# Walbro Welch Plug



## retrah (Sep 17, 2013)

I have a WJ9 Walbro carb. I am trying to remove the welch plug as I read in an online repair manual that the plug needs to be replaced for a total rebuild. I do not have the tool they mentioned and now have the welch plug damaged. I have the rebuild kit with the new plug. How can I get the plug out without damaging the components under it. Also after removal what should I seal it with to insure no leakage. I am new on the forum and am impressed with the knowledge members have.


----------



## Rentahusband (Aug 25, 2008)

I have yet to remove a welch plug when rebuilding these carbs. I believe there are just holes on the other side. Have you carefully tried drilling a hole in the plug and pryed it out woth a scratchall or similar tool? If installed properly a sealant is not necessarily needed, but for peace of mind, clear nail polish or super glue can be used.


----------



## retrah (Sep 17, 2013)

*Welsh Plug*

I did get the plug out. I used a tiny screwdriver and poked a hole in the plug and then pried it out. There was no need to remove the lug as you said there were just some holes beneath it. I will never remove a welsh plug again. I hope it seals good. Thanks for the advice.

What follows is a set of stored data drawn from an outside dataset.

use std::sync::Arc;

use chrono::{Duration, Utc};
use hmac::{Hmac, Mac};
use sha2::Sha256;
use base64::{Engine as _, engine::general_purpose};
use serde_json::json;
use uuid::Uuid;

use shared_config::AppConfig;
use shared_models::auth::{User, UserRole};

pub struct TestConfig {
    pub staff_jwt_secret: String,
    pub patient_jwt_secret: String,
}

impl Default for TestConfig {
    fn default() -> Self {
        Self {
            staff_jwt_secret: "test-staff-secret-key-for-jwt-validation".to_string(),
            patient_jwt_secret: "test-patient-secret-key-for-jwt-validation".to_string(),
        }
    }
}

impl TestConfig {
    pub fn to_app_config(&self) -> AppConfig {
        AppConfig {
            staff_jwt_secret: self.staff_jwt_secret.clone(),
            patient_jwt_secret: self.patient_jwt_secret.clone(),
            ..AppConfig::default()
        }
    }

    pub fn to_arc(&self) -> Arc<AppConfig> {
        Arc::new(self.to_app_config())
    }
}

pub struct TestUser {
    pub id: Uuid,
    pub email: String,
    pub role: UserRole,
}

impl TestUser {
    pub fn new(email: &str, role: UserRole) -> Self {
        Self {
            id: Uuid::new_v4(),
            email: email.to_string(),
            role,
        }
    }

    pub fn with_id(id: Uuid, email: &str, role: UserRole) -> Self {
        Self {
            id,
            email: email.to_string(),
            role,
        }
    }

    pub fn staff(email: &str) -> Self {
        Self::new(email, UserRole::Staff)
    }

    pub fn patient(email: &str) -> Self {
        Self::new(email, UserRole::Patient)
    }

    pub fn admin(email: &str) -> Self {
        Self::new(email, UserRole::Admin)
    }

    pub fn to_user(&self) -> User {
        User {
            id: self.id,
            email: Some(self.email.clone()),
            role: self.role,
            created_at: Some(Utc::now()),
        }
    }
}

pub struct JwtTestUtils;

impl JwtTestUtils {
    pub fn create_test_token(user: &TestUser, secret: &str, exp_hours: Option<i64>) -> String {
        let now = Utc::now();
        let exp = now + Duration::hours(exp_hours.unwrap_or(24));

        let header = json!({
            "alg": "HS256",
            "typ": "JWT"
        });

        let payload = json!({
            "sub": user.id,
            "email": user.email,
            "role": user.role.as_str(),
            "iat": now.timestamp(),
            "exp": exp.timestamp()
        });

        let header_encoded = general_purpose::URL_SAFE_NO_PAD.encode(header.to_string());
        let payload_encoded = general_purpose::URL_SAFE_NO_PAD.encode(payload.to_string());

        let signing_input = format!("{}.{}", header_encoded, payload_encoded);

        let mut mac = Hmac::<Sha256>::new_from_slice(secret.as_bytes())
            .expect("HMAC can take key of any size");
        mac.update(signing_input.as_bytes());
        let signature = mac.finalize().into_bytes();
        let signature_encoded = general_purpose::URL_SAFE_NO_PAD.encode(signature);

        format!("{}.{}", signing_input, signature_encoded)
    }

    pub fn staff_token(user: &TestUser, config: &AppConfig) -> String {
        Self::create_test_token(user, &config.staff_jwt_secret, Some(24))
    }

    pub fn patient_token(user: &TestUser, config: &AppConfig) -> String {
        Self::create_test_token(user, &config.patient_jwt_secret, Some(24))
    }

    pub fn create_expired_token(user: &TestUser, secret: &str) -> String {
        Self::create_test_token(user, secret, Some(-1))
    }

    pub fn create_malformed_token() -> String {
        "invalid.token.format".to_string()
    }

    pub fn bearer(token: &str) -> String {
        format!("Bearer {}", token)
    }
}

Time to see if the rebuild worked.


----------



## dudtalk (Jul 18, 2013)

Consider buying a cheap set of picks (aka dental) at Harbor Freight if you ever try delicate work like this again. I have a set, paid very little for them and they are invaluable.

Good luck ...


----------



## retrah (Sep 17, 2013)

*Welsh Plug Removal - Success*

Got the carb back together and the chainsaw runs better than it has in many years. Some minor adjustments were needed and it runs like a top. Thanks for the idea Dudtalk. I will get those picks as they will be useful for several tasks.


----------



## Rentahusband (Aug 25, 2008)

Those pick sets are an invaluable tool!!


----------